***** SUPPLIED ENTRIES

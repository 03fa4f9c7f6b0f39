use std::io::BufRead;
use std::sync::Arc;

use tokio::sync::mpsc;
use tracing::{info, warn};

use crate::cli::ChatArgs;
use crate::config::{self, PoolConfig};
use crate::error::Result;
use crate::pacer::{Dispatch, Pacer};
use crate::payload::{BotProfile, BotState, RequestPayload};
use crate::pool::WorkerPool;

/// One line typed by the user.
#[derive(Debug, Clone, PartialEq, Eq)]
pub enum ChatInput {
    /// A chat message for the bot.
    Message(String),
    /// `/resize N`
    Resize(usize),
    /// `/status`
    Status,
    /// Blank line or a malformed command.
    Ignored(Option<String>),
}

/// Classify a line of user input.
pub fn parse_input(line: &str) -> ChatInput {
    let trimmed = line.trim();
    if trimmed.is_empty() {
        return ChatInput::Ignored(None);
    }
    let Some(command) = trimmed.strip_prefix('/') else {
        return ChatInput::Message(trimmed.to_string());
    };

    let mut parts = command.split_whitespace();
    match (parts.next(), parts.next(), parts.next()) {
        (Some("status"), None, None) => ChatInput::Status,
        (Some("resize"), Some(n), None) => match n.parse() {
            Ok(n) => ChatInput::Resize(n),
            Err(_) => ChatInput::Ignored(Some(format!("not a worker count: {}", n))),
        },
        _ => ChatInput::Ignored(Some(format!(
            "unknown command '/{}' (try /status or /resize N)",
            command
        ))),
    }
}

/// Chat with one bot. Mood, affection and pattern are carried from each
/// reply into the next request. Stops on end of input or Ctrl-C, closing
/// the pool and waiting for its workers. Ctrl-C also abandons a pending
/// reply, and busy workers are then only waited for up to the configured
/// shutdown grace.
pub async fn run_chat(args: ChatArgs) -> Result<()> {
    let mut config = PoolConfig::load(&config::resolve_path(args.config))?;
    if let Some(size) = args.size {
        config.size = size;
    }

    let pool = Arc::new(WorkerPool::from_config(&config));
    if pool.size() < config.size {
        eprintln!(
            "companion-pool: only {} of {} workers started (see log)",
            pool.size(),
            config.size
        );
    }

    let dispatcher: Box<dyn Dispatch> = if args.no_pacing {
        Box::new(pool.clone())
    } else {
        Box::new(Pacer::from_config(pool.clone(), &config.pacing))
    };

    let mut profile = BotProfile::default();
    if let Some(name) = args.name {
        profile.name = name;
    }
    let mut state = BotState::default();

    let interrupt = tokio::signal::ctrl_c();
    tokio::pin!(interrupt);
    let mut interrupted = false;

    let mut lines = spawn_stdin_reader()?;
    loop {
        let line = tokio::select! {
            line = lines.recv() => line.transpose()?,
            _ = &mut interrupt => {
                interrupted = true;
                None
            }
        };
        let Some(line) = line else {
            break;
        };

        match parse_input(&line) {
            ChatInput::Message(_) if pool.size() == 0 => {
                eprintln!("companion-pool: no workers running, try /resize N");
            }
            ChatInput::Message(text) => {
                let request = RequestPayload::new(text, &profile, &state);
                let response = tokio::select! {
                    response = dispatcher.dispatch(request) => response,
                    _ = &mut interrupt => {
                        interrupted = true;
                        break;
                    }
                };
                state.apply(&response);
                println!("{}: {}", profile.name, response.text);
            }
            ChatInput::Resize(n) => {
                pool.resize(n);
                eprintln!("companion-pool: pool size {}", pool.size());
            }
            ChatInput::Status => {
                eprintln!(
                    "companion-pool: size {} live {} queued {} mood {:.2} affection {:.2}",
                    pool.size(),
                    pool.live_workers(),
                    pool.pending_tasks(),
                    state.mood,
                    state.affection
                );
            }
            ChatInput::Ignored(Some(reason)) => eprintln!("companion-pool: {}", reason),
            ChatInput::Ignored(None) => {}
        }
    }

    pool.close();
    if !interrupted {
        pool.wait().await;
        return Ok(());
    }

    info!("interrupted, waiting for busy workers");
    if tokio::time::timeout(config.shutdown_grace(), pool.wait())
        .await
        .is_err()
    {
        warn!(
            live = pool.live_workers(),
            "workers still busy after shutdown grace, exiting without them"
        );
    }
    Ok(())
}

/// Read stdin on a plain thread. A pending read on a runtime blocking
/// thread would keep the runtime from shutting down after Ctrl-C.
fn spawn_stdin_reader() -> Result<mpsc::UnboundedReceiver<std::io::Result<String>>> {
    let (tx, rx) = mpsc::unbounded_channel();
    std::thread::Builder::new()
        .name("chat-stdin".into())
        .spawn(move || {
            for line in std::io::stdin().lock().lines() {
                if tx.send(line).is_err() {
                    break;
                }
            }
        })?;
    Ok(rx)
}
pub mod chat;
pub mod check;

use std::path::PathBuf;

use clap::{Args, Parser, Subcommand};

#[derive(Parser, Debug)]
#[command(
    name = "companion-pool",
    about = "Chat with companion bots through a pool of external worker processes",
    propagate_version = true,
    version
)]
pub struct Cli {
    #[command(subcommand)]
    pub command: Commands,

    /// Increase log verbosity (-v debug, -vv trace). RUST_LOG takes precedence.
    #[arg(short, long, action = clap::ArgAction::Count, global = true)]
    pub verbose: u8,
}

#[derive(Subcommand, Debug)]
pub enum Commands {
    /// Start a worker pool and chat with a bot over stdin/stdout.
    Chat(ChatArgs),
    /// Load and validate the configuration, then print the effective values.
    CheckConfig(CheckConfigArgs),
}

#[derive(Args, Debug)]
pub struct ChatArgs {
    /// Config file (default: ./companion-pool.yml).
    #[arg(short, long)]
    pub config: Option<PathBuf>,

    /// Initial number of workers, overriding the config file.
    #[arg(short, long)]
    pub size: Option<usize>,

    /// Reply as soon as the worker answers.
    #[arg(long)]
    pub no_pacing: bool,

    /// Bot name sent with every request.
    #[arg(long)]
    pub name: Option<String>,
}

#[derive(Args, Debug)]
pub struct CheckConfigArgs {
    /// Config file (default: ./companion-pool.yml).
    #[arg(short, long)]
    pub config: Option<PathBuf>,
}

**********

* **WHAT YOU NEED TO DO**
Reply with nothing except the number of lines in the records that include the word "clap".

* **REPLY TO THE TASK**
2